TASK INPUTS:
use std::process::Command;

fn main() {
    let git_hash = command_output("git", &["rev-parse", "--short", "HEAD"]);
    println!("cargo:rustc-env=OPENAI_HELPER_GIT_HASH={}", git_hash);

    let build_date = command_output("date", &["+%Y-%m-%d"]);
    println!("cargo:rustc-env=OPENAI_HELPER_BUILD_DATE={}", build_date);

    println!("cargo:rerun-if-changed=.git/HEAD");
    println!("cargo:rerun-if-changed=.git/refs/");
}

/// Trimmed stdout of a command, or "unknown" when it cannot be run.
fn command_output(program: &str, args: &[&str]) -> String {
    Command::new(program)
        .args(args)
        .output()
        .ok()
        .filter(|o| o.status.success())
        .map(|o| String::from_utf8_lossy(&o.stdout).trim().to_string())
        .unwrap_or_else(|| "unknown".to_string())
}
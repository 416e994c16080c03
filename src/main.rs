use clap::Parser;
use openai_helper::cli::{self, Cli};
use openai_helper::logging::{self, LoggingConfig};
use std::process::ExitCode;

fn main() -> ExitCode {
    let cli = Cli::parse();

    let logging_config = LoggingConfig {
        log_level: cli.log_level.clone(),
        format: cli.log_format,
    };
    if let Err(e) = logging::init_logging(&logging_config) {
        eprintln!("warning: {}", e);
    }

    match cli::run(cli) {
        Ok(true) => ExitCode::SUCCESS,
        Ok(false) => ExitCode::FAILURE,
        Err(e) => {
            eprintln!("Error: {}", e);
            ExitCode::FAILURE
        }
    }
}
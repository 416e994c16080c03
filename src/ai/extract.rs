//! Structured output extraction from chat completion responses.

use crate::ai::{ClientError, Result};
use serde_json::{Map, Value};

/// Message of an API-reported `error` payload, if the response carries one.
pub fn api_error_message(response: &Value) -> Option<String> {
    let error = response.get("error").filter(|e| !e.is_null())?;
    let message = error
        .get("message")
        .and_then(|m| m.as_str())
        .or_else(|| error.as_str())
        .map(str::to_string)
        .unwrap_or_else(|| error.to_string());
    Some(message)
}

/// Decode the JSON object the model returned.
///
/// Reads `choices[0].message.content`, or the legacy
/// `choices[0].message.function_call.arguments` when content is absent.
pub fn extract_structured_output(response: &Value) -> Result<Map<String, Value>> {
    if let Some(message) = api_error_message(response) {
        return Err(ClientError::Api(message));
    }

    let message = response
        .pointer("/choices/0/message")
        .ok_or_else(|| ClientError::MissingContent("response has no choices".to_string()))?;

    if let Some(refusal) = message.get("refusal").and_then(|r| r.as_str()) {
        return Err(ClientError::Api(format!("model refused: {}", refusal)));
    }

    let raw = message
        .get("content")
        .and_then(|c| c.as_str())
        .or_else(|| {
            message
                .pointer("/function_call/arguments")
                .and_then(|a| a.as_str())
        })
        .ok_or_else(|| {
            ClientError::MissingContent("no structured output found in the response".to_string())
        })?;

    match serde_json::from_str::<Value>(raw)? {
        Value::Object(map) => Ok(map),
        other => Err(ClientError::SchemaMismatch(json_kind(&other).to_string())),
    }
}

fn json_kind(value: &Value) -> &'static str {
    match value {
        Value::Null => "null",
        Value::Bool(_) => "boolean",
        Value::Number(_) => "number",
        Value::String(_) => "string",
        Value::Array(_) => "array",
        Value::Object(_) => "object",
    }
}

#[cfg(test)]
mod tests {
    use super::*;
    use serde_json::json;

    fn response_with_content(content: &str) -> Value {
        json!({
            "choices": [{
                "index": 0,
                "message": { "role": "assistant", "content": content }
            }]
        })
    }

    #[test]
    fn test_extract_object_unchanged() {
        let response = response_with_content(r#"{"name": "Ada", "age": 36, "tags": ["x"]}"#);
        let map = extract_structured_output(&response).unwrap();
        assert_eq!(
            Value::Object(map),
            json!({ "name": "Ada", "age": 36, "tags": ["x"] })
        );
    }

    #[test]
    fn test_extract_api_error() {
        let response = json!({
            "error": { "message": "Invalid schema", "type": "invalid_request_error" }
        });
        match extract_structured_output(&response) {
            Err(ClientError::Api(message)) => assert_eq!(message, "Invalid schema"),
            other => panic!("expected API error, got {:?}", other),
        }
    }

    #[test]
    fn test_null_error_is_ignored() {
        let mut response = response_with_content(r#"{"ok": true}"#);
        response["error"] = Value::Null;
        assert!(extract_structured_output(&response).is_ok());
    }

    #[test]
    fn test_extract_malformed_json() {
        let response = response_with_content("{not json");
        assert!(matches!(
            extract_structured_output(&response),
            Err(ClientError::Decode(_))
        ));
    }

    #[test]
    fn test_extract_non_object() {
        let response = response_with_content("[1, 2, 3]");
        match extract_structured_output(&response) {
            Err(ClientError::SchemaMismatch(kind)) => assert_eq!(kind, "array"),
            other => panic!("expected schema mismatch, got {:?}", other),
        }
    }

    #[test]
    fn test_extract_no_choices() {
        let response = json!({ "choices": [] });
        assert!(matches!(
            extract_structured_output(&response),
            Err(ClientError::MissingContent(_))
        ));
    }

    #[test]
    fn test_extract_legacy_function_call() {
        let response = json!({
            "choices": [{
                "message": {
                    "role": "assistant",
                    "content": null,
                    "function_call": { "name": "emit", "arguments": "{\"city\": \"Oslo\"}" }
                }
            }]
        });
        let map = extract_structured_output(&response).unwrap();
        assert_eq!(map.get("city"), Some(&json!("Oslo")));
    }

    #[test]
    fn test_extract_refusal() {
        let response = json!({
            "choices": [{
                "message": { "role": "assistant", "content": null, "refusal": "I can't help with that." }
            }]
        });
        assert!(matches!(
            extract_structured_output(&response),
            Err(ClientError::Api(_))
        ));
    }

    #[test]
    fn test_api_error_message_without_message_field() {
        let response = json!({ "error": "quota exceeded" });
        assert_eq!(
            api_error_message(&response).as_deref(),
            Some("quota exceeded")
        );
    }
}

WHAT IS NEEDED:
All of the data above should be written out again word for word.

TASK OUTPUT:
use std::process::Command;

fn main() {
    let git_hash = command_output("git", &["rev-parse", "--short", "HEAD"]);
    println!("cargo:rustc-env=OPENAI_HELPER_GIT_HASH={}", git_hash);

    let build_date = command_output("date", &["+%Y-%m-%d"]);
    println!("cargo:rustc-env=OPENAI_HELPER_BUILD_DATE={}", build_date);

    println!("cargo:rerun-if-changed=.git/HEAD");
    println!("cargo:rerun-if-changed=.git/refs/");
}

/// Trimmed stdout of a command, or "unknown" when it cannot be run.
fn command_output(program: &str, args: &[&str]) -> String {
    Command::new(program)
        .args(args)
        .output()
        .ok()
        .filter(|o| o.status.success())
        .map(|o| String::from_utf8_lossy(&o.stdout).trim().to_string())
        .unwrap_or_else(|| "unknown".to_string())
}
repository 416e994c16080c03
filename src/main.rs
use clap::Parser;
use openai_helper::cli::{self, Cli};
use openai_helper::logging::{self, LoggingConfig};
use std::process::ExitCode;

fn main() -> ExitCode {
    let cli = Cli::parse();

    let logging_config = LoggingConfig {
        log_level: cli.log_level.clone(),
        format: cli.log_format,
    };
    if let Err(e) = logging::init_logging(&logging_config) {
        eprintln!("warning: {}", e);
    }

    match cli::run(cli) {
        Ok(true) => ExitCode::SUCCESS,
        Ok(false) => ExitCode::FAILURE,
        Err(e) => {
            eprintln!("Error: {}", e);
            ExitCode::FAILURE
        }
    }
}
repository 416e994c16080c03
filename src/ai/extract.rs
//! Structured output extraction from chat completion responses.

use crate::ai::{ClientError, Result};
use serde_json::{Map, Value};

/// Message of an API-reported `error` payload, if the response carries one.
pub fn api_error_message(response: &Value) -> Option<String> {
    let error = response.get("error").filter(|e| !e.is_null())?;
    let message = error
        .get("message")
        .and_then(|m| m.as_str())
        .or_else(|| error.as_str())
        .map(str::to_string)
        .unwrap_or_else(|| error.to_string());
    Some(message)
}

/// Decode the JSON object the model returned.
///
/// Reads `choices[0].message.content`, or the legacy
/// `choices[0].message.function_call.arguments` when content is absent.
pub fn extract_structured_output(response: &Value) -> Result<Map<String, Value>> {
    if let Some(message) = api_error_message(response) {
        return Err(ClientError::Api(message));
    }

    let message = response
        .pointer("/choices/0/message")
        .ok_or_else(|| ClientError::MissingContent("response has no choices".to_string()))?;

    if let Some(refusal) = message.get("refusal").and_then(|r| r.as_str()) {
        return Err(ClientError::Api(format!("model refused: {}", refusal)));
    }

    let raw = message
        .get("content")
        .and_then(|c| c.as_str())
        .or_else(|| {
            message
                .pointer("/function_call/arguments")
                .and_then(|a| a.as_str())
        })
        .ok_or_else(|| {
            ClientError::MissingContent("no structured output found in the response".to_string())
        })?;

    match serde_json::from_str::<Value>(raw)? {
        Value::Object(map) => Ok(map),
        other => Err(ClientError::SchemaMismatch(json_kind(&other).to_string())),
    }
}

fn json_kind(value: &Value) -> &'static str {
    match value {
        Value::Null => "null",
        Value::Bool(_) => "boolean",
        Value::Number(_) => "number",
        Value::String(_) => "string",
        Value::Array(_) => "array",
        Value::Object(_) => "object",
    }
}

#[cfg(test)]
mod tests {
    use super::*;
    use serde_json::json;

    fn response_with_content(content: &str) -> Value {
        json!({
            "choices": [{
                "index": 0,
                "message": { "role": "assistant", "content": content }
            }]
        })
    }

    #[test]
    fn test_extract_object_unchanged() {
        let response = response_with_content(r#"{"name": "Ada", "age": 36, "tags": ["x"]}"#);
        let map = extract_structured_output(&response).unwrap();
        assert_eq!(
            Value::Object(map),
            json!({ "name": "Ada", "age": 36, "tags": ["x"] })
        );
    }

    #[test]
    fn test_extract_api_error() {
        let response = json!({
            "error": { "message": "Invalid schema", "type": "invalid_request_error" }
        });
        match extract_structured_output(&response) {
            Err(ClientError::Api(message)) => assert_eq!(message, "Invalid schema"),
            other => panic!("expected API error, got {:?}", other),
        }
    }

    #[test]
    fn test_null_error_is_ignored() {
        let mut response = response_with_content(r#"{"ok": true}"#);
        response["error"] = Value::Null;
        assert!(extract_structured_output(&response).is_ok());
    }

    #[test]
    fn test_extract_malformed_json() {
        let response = response_with_content("{not json");
        assert!(matches!(
            extract_structured_output(&response),
            Err(ClientError::Decode(_))
        ));
    }

    #[test]
    fn test_extract_non_object() {
        let response = response_with_content("[1, 2, 3]");
        match extract_structured_output(&response) {
            Err(ClientError::SchemaMismatch(kind)) => assert_eq!(kind, "array"),
            other => panic!("expected schema mismatch, got {:?}", other),
        }
    }

    #[test]
    fn test_extract_no_choices() {
        let response = json!({ "choices": [] });
        assert!(matches!(
            extract_structured_output(&response),
            Err(ClientError::MissingContent(_))
        ));
    }

    #[test]
    fn test_extract_legacy_function_call() {
        let response = json!({
            "choices": [{
                "message": {
                    "role": "assistant",
                    "content": null,
                    "function_call": { "name": "emit", "arguments": "{\"city\": \"Oslo\"}" }
                }
            }]
        });
        let map = extract_structured_output(&response).unwrap();
        assert_eq!(map.get("city"), Some(&json!("Oslo")));
    }

    #[test]
    fn test_extract_refusal() {
        let response = json!({
            "choices": [{
                "message": { "role": "assistant", "content": null, "refusal": "I can't help with that." }
            }]
        });
        assert!(matches!(
            extract_structured_output(&response),
            Err(ClientError::Api(_))
        ));
    }

    #[test]
    fn test_api_error_message_without_message_field() {
        let response = json!({ "error": "quota exceeded" });
        assert_eq!(
            api_error_message(&response).as_deref(),
            Some("quota exceeded")
        );
    }
}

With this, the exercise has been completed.